THIRTY-SEVEN

“…spiders kill at an astonishing pace. One Dutch researcher estimates that there are some five trillion spiders in the Netherlands alone, each of which consumes about a tenth of a gram of meat a day. Were their victims people instead of insects, they would need only three days to eat all sixteen and a half million Dutchmen.”

FROM “SPIDER WOMAN,”

BY BURKHARD BILGER, New Yorker, MARCH 5, 2007

BY THE TIME KIMBERLY AND SAL ARRIVED, THE HOUSE at the address provided by Ginny was engulfed in flames. The fire department had deployed, stubbornly working their hoses, but Kimberly and Sal could tell it was a lost cause.

They stood at the perimeter, watching orange flames light up the night sky while feeling the heat of the blaze against their cheeks. Neighbors clustered around them, belting their bathrobes against the drizzling rain as they gathered in the street to watch the show.

“Pity,” an older woman commented, gray hair neatly arranged in row after row of pin curls, “used to be such a pretty house in its day.”

“You know the owner?” Sal asked sharply, he and Kimberly moving closer.

But the woman shook her head. “Used to, long time ago. But the house sold two, maybe three years ago. Rarely saw the new owner. He certainly didn’t take an interest in caring for the house or garden, I can tell you that.” She gave a disapproving sniff.

“You said he,” Kimberly pressed.

The woman shrugged. “That’s all I ever saw-younger guy climbing in and out of his black SUV. Always wearing a baseball cap, even in the dead of winter.
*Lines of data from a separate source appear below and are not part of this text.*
//! Defense evasion modules: weaken the target environment's controls.

use async_trait::async_trait;

use crate::client::entities::PolicyView;
use crate::error::Result;
use crate::modules::{required, Module};
use crate::options::ModuleOptions;
use crate::shell::ShellContext;

const SOURCE: &str = "modules::change-policy-state";

/// Deactivate or activate a policy.
pub struct ChangePolicyState {
    options: ModuleOptions,
}

impl ChangePolicyState {
    pub fn new() -> Self {
        Self { options: ModuleOptions::new().declare("id", true, "The unique ID for the policy") }
    }
}

impl Default for ChangePolicyState {
    fn default() -> Self {
        Self::new()
    }
}

#[async_trait]
impl Module for ChangePolicyState {
    fn name(&self) -> &'static str {
        "change-policy-state"
    }

    fn description(&self) -> &'static str {
        "Deactivate or activate a policy"
    }

    fn tactics(&self) -> &'static [&'static str] {
        &["Defense Evasion", "Impact"]
    }

    fn options(&self) -> &ModuleOptions {
        &self.options
    }

    fn options_mut(&mut self) -> &mut ModuleOptions {
        &mut self.options
    }

    async fn execute(&mut self, ctx: &ShellContext) -> Result<()> {
        let policy_id = required(&self.options, "id")?;

        ctx.echo_info(SOURCE, &format!("Attempting to get policy {policy_id}")).await;
        let policy = match ctx.client.policy(policy_id, false).await {
            Ok(policy) => policy,
            Err(e) => {
                ctx.echo_error(
                    SOURCE,
                    &format!("Error retrieving policy {policy_id}\n    {}", e.detail()),
                )
                .await;
                return Ok(());
            }
        };

        let view = PolicyView(&policy);
        ctx.echo_success(SOURCE, &format!("Retrieved policy ID {} ({})", view.id(), view.name()))
            .await;

        match view.status() {
            "ACTIVE" => {
                println!("[*] Policy is ACTIVE");
                if ctx.confirm(
                    &format!("Do you want to deactivate policy {} ({})?", view.id(), view.name()),
                    true,
                ) {
                    change_state(ctx, view.id(), view.name(), "DEACTIVATE").await;
                }
            }
            "INACTIVE" => {
                println!("[*] Policy is INACTIVE");
                if ctx.confirm(
                    &format!("Do you want to activate policy {} ({})?", view.id(), view.name()),
                    true,
                ) {
                    change_state(ctx, view.id(), view.name(), "ACTIVATE").await;
                }
            }
            other => println!("[*] Policy status is {other}"),
        }

        Ok(())
    }
}

async fn change_state(ctx: &ShellContext, policy_id: &str, name: &str, operation: &str) {
    ctx.echo_info(
        SOURCE,
        &format!("Attempting to {} policy {policy_id} ({name})", operation.to_lowercase()),
    )
    .await;

    match ctx.client.policy_lifecycle(policy_id, operation).await {
        Ok(()) => {
            ctx.echo_success(SOURCE, &format!("Policy {policy_id} {}d", operation.to_lowercase()))
                .await;
        }
        Err(e) => {
            ctx.echo_error(
                SOURCE,
                &format!("Error executing {operation} for policy {policy_id}\n    {}", e.detail()),
            )
            .await;
        }
    }
}
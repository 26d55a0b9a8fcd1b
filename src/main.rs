//! Red Team Shell
//!
//! Interactive shell that simulates adversary techniques against an
//! identity provider environment so its security monitoring and detection
//! pipelines can be validated against realistic activity.

use clap::{Arg, ArgAction, Command};
use colored::Colorize;
use std::path::PathBuf;
use std::sync::Arc;
use std::time::Duration;
use tracing_subscriber::EnvFilter;

use red_team_shell::audit::HttpAuditSink;
use red_team_shell::modules;
use red_team_shell::storage;
use red_team_shell::{Auditor, IdpClient, Shell, ShellContext};

#[tokio::main]
async fn main() -> anyhow::Result<()> {
    tracing_subscriber::fmt()
        .with_env_filter(
            EnvFilter::try_from_default_env().unwrap_or_else(|_| EnvFilter::new("info")),
        )
        .with_target(true)
        .init();

    let matches = Command::new("red-team-shell")
        .version(env!("CARGO_PKG_VERSION"))
        .about("Simulate adversary techniques against an identity provider environment")
        .arg(
            Arg::new("url")
                .short('u')
                .long("url")
                .value_name("URL")
                .help("Provider API base URL, e.g. https://example.okta.com/api/v1 (or REDSHELL_URL)"),
        )
        .arg(
            Arg::new("token")
                .short('t')
                .long("token")
                .value_name("TOKEN")
                .help("API token for the target environment (or REDSHELL_TOKEN)"),
        )
        .arg(
            Arg::new("audit-url")
                .long("audit-url")
                .value_name("URL")
                .help("Endpoint to index audit events at; events are discarded when unset"),
        )
        .arg(
            Arg::new("data-dir")
                .long("data-dir")
                .value_name("DIR")
                .help("Directory harvested data is written to (default: ~/red-team-shell/data)"),
        )
        .arg(
            Arg::new("page-delay-ms")
                .long("page-delay-ms")
                .value_name("MILLIS")
                .default_value("1000")
                .help("Courtesy delay between harvested pages, to respect provider rate limits"),
        )
        .arg(
            Arg::new("yes")
                .short('y')
                .long("yes")
                .action(ArgAction::SetTrue)
                .help("Answer yes to every confirmation prompt"),
        )
        .get_matches();

    println!("{}", "🔴 RED TEAM SHELL".red().bold());
    println!("{}", "==========================================".red());
    println!("A tool to test security monitoring and detection for identity provider environments\n");
    println!(
        "{}: this shell can change the configuration of your target environment",
        "Caution".underline()
    );
    println!("Consider using a test environment to avoid any risk of impacting production\n");

    let url = matches
        .get_one::<String>("url")
        .cloned()
        .or_else(|| std::env::var("REDSHELL_URL").ok())
        .ok_or_else(|| anyhow::anyhow!("no target URL; pass --url or set REDSHELL_URL"))?;
    let token = matches
        .get_one::<String>("token")
        .cloned()
        .or_else(|| std::env::var("REDSHELL_TOKEN").ok())
        .ok_or_else(|| anyhow::anyhow!("no API token; pass --token or set REDSHELL_TOKEN"))?;
    let page_delay: u64 = matches
        .get_one::<String>("page-delay-ms")
        .map(String::as_str)
        .unwrap_or("1000")
        .parse()?;

    let data_dir = match matches.get_one::<String>("data-dir") {
        Some(dir) => PathBuf::from(dir),
        None => dirs::home_dir()
            .ok_or_else(|| anyhow::anyhow!("unable to determine home directory; pass --data-dir"))?
            .join("red-team-shell/data"),
    };

    let saved = storage::saved_harvest_files(&data_dir);
    if !saved.is_empty() {
        println!("[*] Found {} saved harvest file(s) in {}", saved.len(), data_dir.display());
    }

    let session_prefix = reqwest::Url::parse(&url)?
        .host_str()
        .unwrap_or("target")
        .replace('.', "-");

    let auditor = match matches.get_one::<String>("audit-url") {
        Some(audit_url) => {
            println!("[*] Audit events will be indexed at {audit_url}");
            Auditor::new(Arc::new(HttpAuditSink::new(audit_url)?))
        }
        None => Auditor::disabled(),
    };

    let client =
        IdpClient::new(&url, &token)?.with_page_delay(Duration::from_millis(page_delay));

    let ctx = ShellContext {
        client,
        auditor,
        data_dir,
        session_prefix,
        assume_yes: matches.get_flag("yes"),
    };

    ctx.auditor.info("main", &format!("Red team shell started using URL {url}")).await;

    println!("[*] Consider executing \"whoami\" to get user information and roles associated with the current API token");
    println!("[*] Execute \"list-modules\" to show all available modules");
    println!("[*] Type \"help\" to get started\n");

    let mut shell = Shell::new(modules::build_root(), ctx);
    shell.run().await
}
Struck me as an odd sort. He definitely wasn’t friendly.”

“He wasn’t,” another man chimed in, standing a few feet away in a blue flannel robe. “My wife brought over a plate of brownies to welcome him to the neighborhood. Through the side window, she could see him standing in the entryway, after she rang the doorbell. But he didn’t open the door. Finally, she just set down the brownies and left. Definitely an odd duck.”

“Ever see a boy?” Sal asked.

Man frowned. “Eighteen, nineteen years old? He rarely left the house. I figured he was the son.”

“There’s a younger boy, too.” The first woman spoke up authoritatively. “At least lately, I’ve been seeing one out in the yard. Don’t know if he’s just visiting or not.”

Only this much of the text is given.